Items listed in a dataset
******************************

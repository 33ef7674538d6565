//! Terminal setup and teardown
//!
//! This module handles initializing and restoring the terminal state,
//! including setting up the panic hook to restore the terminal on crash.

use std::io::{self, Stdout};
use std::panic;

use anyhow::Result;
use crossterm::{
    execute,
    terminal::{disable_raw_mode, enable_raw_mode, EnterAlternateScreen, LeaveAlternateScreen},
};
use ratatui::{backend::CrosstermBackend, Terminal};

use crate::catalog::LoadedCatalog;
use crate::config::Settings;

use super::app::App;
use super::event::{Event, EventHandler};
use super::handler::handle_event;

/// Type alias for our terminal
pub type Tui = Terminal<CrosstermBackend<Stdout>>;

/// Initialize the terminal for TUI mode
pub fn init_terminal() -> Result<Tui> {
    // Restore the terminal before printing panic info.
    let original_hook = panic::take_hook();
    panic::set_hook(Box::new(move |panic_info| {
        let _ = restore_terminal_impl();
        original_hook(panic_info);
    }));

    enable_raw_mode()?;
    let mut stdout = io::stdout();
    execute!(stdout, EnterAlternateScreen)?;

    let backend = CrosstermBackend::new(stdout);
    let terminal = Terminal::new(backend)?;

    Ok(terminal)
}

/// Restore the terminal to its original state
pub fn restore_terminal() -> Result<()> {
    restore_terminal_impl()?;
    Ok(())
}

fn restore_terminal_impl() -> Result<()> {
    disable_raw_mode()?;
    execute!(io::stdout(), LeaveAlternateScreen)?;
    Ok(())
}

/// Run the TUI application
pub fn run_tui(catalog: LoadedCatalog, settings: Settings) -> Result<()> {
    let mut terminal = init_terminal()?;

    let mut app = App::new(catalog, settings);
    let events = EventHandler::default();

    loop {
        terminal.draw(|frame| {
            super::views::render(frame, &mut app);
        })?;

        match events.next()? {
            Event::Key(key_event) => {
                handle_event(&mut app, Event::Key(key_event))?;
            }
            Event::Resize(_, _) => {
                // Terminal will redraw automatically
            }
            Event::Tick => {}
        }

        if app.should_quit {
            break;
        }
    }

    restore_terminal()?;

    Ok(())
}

******************************

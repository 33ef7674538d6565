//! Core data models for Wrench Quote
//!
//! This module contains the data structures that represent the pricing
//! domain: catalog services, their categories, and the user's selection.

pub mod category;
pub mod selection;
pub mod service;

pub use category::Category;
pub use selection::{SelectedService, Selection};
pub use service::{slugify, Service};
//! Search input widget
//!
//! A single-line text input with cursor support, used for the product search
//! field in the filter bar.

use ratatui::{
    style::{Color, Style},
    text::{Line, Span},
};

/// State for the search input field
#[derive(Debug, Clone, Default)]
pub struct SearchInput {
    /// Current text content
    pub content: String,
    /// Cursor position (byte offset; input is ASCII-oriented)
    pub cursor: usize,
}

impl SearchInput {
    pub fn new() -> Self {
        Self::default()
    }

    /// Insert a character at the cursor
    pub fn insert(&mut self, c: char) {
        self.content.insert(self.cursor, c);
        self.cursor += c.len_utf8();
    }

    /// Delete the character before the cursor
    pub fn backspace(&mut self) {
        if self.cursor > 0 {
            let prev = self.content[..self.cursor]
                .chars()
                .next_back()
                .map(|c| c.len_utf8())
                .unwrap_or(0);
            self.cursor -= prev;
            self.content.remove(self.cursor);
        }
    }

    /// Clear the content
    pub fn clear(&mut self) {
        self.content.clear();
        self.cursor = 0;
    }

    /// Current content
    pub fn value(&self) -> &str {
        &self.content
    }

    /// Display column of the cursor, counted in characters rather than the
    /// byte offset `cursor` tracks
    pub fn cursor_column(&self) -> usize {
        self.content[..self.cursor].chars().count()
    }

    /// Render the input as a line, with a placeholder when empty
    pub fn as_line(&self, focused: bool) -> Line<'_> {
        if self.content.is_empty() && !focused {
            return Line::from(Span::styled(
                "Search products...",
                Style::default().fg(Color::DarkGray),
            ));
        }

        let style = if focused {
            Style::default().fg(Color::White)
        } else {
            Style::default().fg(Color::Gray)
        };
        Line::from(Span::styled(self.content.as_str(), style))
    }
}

******************************

■ Exercise requirements ■
Your answer must be a copy of every line in the data above that holds the string "offset".

■ Solution below ■
    /// Cursor position (byte offset; input is ASCII-oriented)
    /// byte offset `cursor` tracks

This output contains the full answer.